How to Run Machine-Learning Models in the Browser using ONNX

Deploying machine learning models outside of a Python environment used to be difficult. When the target platform is the browser, the defacto standard for serving predictions has been an API call to a server-side inference engine. For many reasons, server-side inference APIs are a non-optimal solution and machine learning models are more often being deployed natively. TensorFlow has done a good job at supporting this movement by providing cross-platform APIs, however many of us do not want to be married to a single ecosystem.

In comes the Open Neural Network Exchange (ONNX) project which, since being picked up by Microsoft, has been seeing massive development efforts and is approaching a stable state. It's now easier than ever to deploy machine-learning models; trained using your machine-learning framework of choice, on your platform of choice, with hardware acceleration out of the box.

In April this year, onnxruntime-web was introduced (see this Pull Request). onnxruntime-web uses WebAssembly to compile the onnxruntime inference engine to wasm format - it's about time WebAssembly started to flex its muscles.

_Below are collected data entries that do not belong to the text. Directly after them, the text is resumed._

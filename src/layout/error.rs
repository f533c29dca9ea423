//! Errors surfaced to callers of the layout engine.
//!
//! Dangling relationship references, empty graphs and coincident nodes are
//! handled inside the engine and never show up here.

use thiserror::Error;

#[derive(Debug, Error)]
pub enum LayoutError {
	#[error("malformed graph data: {0}")]
	MalformedGraph(#[source] serde_json::Error),

	#[error("malformed force config: {0}")]
	MalformedConfig(#[source] serde_json::Error),

	#[error("failed to serialize layout: {0}")]
	Serialize(#[source] serde_json::Error),

	#[error("layout cancelled after {ticks} ticks")]
	Cancelled { ticks: usize },
}
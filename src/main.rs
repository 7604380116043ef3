use bevy::diagnostic::FrameTimeDiagnosticsPlugin;
use bevy::prelude::*;
use starfield_rs::{InputPlugin, SimPlugin, UiPlugin};

fn main() {
    App::new()
        .insert_resource(ClearColor(Color::BLACK))
        .insert_resource(Msaa::Sample4)
        .add_plugins(FrameTimeDiagnosticsPlugin)
        .add_plugins(DefaultPlugins.set(WindowPlugin {
            primary_window: Some(Window {
                title: "starfield-rs: n-body gravity".into(),
                resolution: (1400., 900.).into(),
                ..default()
            }),
            ..default()
        }))
        .add_plugins((SimPlugin, UiPlugin, InputPlugin))
        .add_systems(Startup, setup_camera)
        .run();
}

fn setup_camera(mut commands: Commands) {
    // stays at the origin; zoom and pan live in `starfield_rs::view::ViewTransform`
    commands.spawn(Camera2dBundle::default());
}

Especially when paired with WebGL, we suddenly have GPU-powered machine learning in the browser, pretty cool.

In this tutorial we will dive into onnxruntime-web by deploying a pre-trained PyTorch model to the browser. We will be using AlexNet as our deployment target. AlexNet has been trained as an image classifier on the ImageNet dataset, so we will be building an image classifier - nothing better than re-inventing the wheel. At the end of this tutorial, we will have built a bundled web app that can be run as a stand alone static web page, or integrated into your JavaScript framework of choice.

Jump to code → onnxruntime-web-tutorial

Prerequisite

You will need a trained machine-learning model exported as an ONNX binary protobuf file. There's many ways to achieve this using a number of different deep-learning frameworks. For the sake of this tutorial, I will be using the exported model from the AlexNet example in the PyTorch documentation, the python code snippet below will help you generate your own model. You can also follow the documentation to export your own PyTorch model. If you're coming from Tensorflow, this tutorial will help you with exporting your model to ONNX. Lastly, ONNX doesn't just pride itself on cross-platform deployment, but also in allowing exports from all major deep-learning frameworks. Those of you using another deep learning framework should be able to find support for exporting to ONNX in the docs of your framework.

import torch
import torchvision

dummy_input = torch.randn(1, 3, 224, 224)
model = torchvision.models.alexnet(pretrained=True)

input_names = ["input1"]
output_names = ["output1"]

torch.onnx.export(
  model, 
  dummy_input, 
  "alexnet.onnx", 
  verbose=True, 
  input_names=input_names,
  output_names=output_names
)

Running this script creates a file, alexnet.onnx, a binary protobuf file which contains both the network structure and parameters of the model you exported (in this case, AlexNet).

ONNX Runtime Web

ONNX Runtime Web is a JavaScript library for running ONNX models on the browser and on Node.js. ONNX Runtime Web has adopted WebAssembly and WebGL technologies for providing an optimized ONNX model inference runtime for both CPUs and GPUs.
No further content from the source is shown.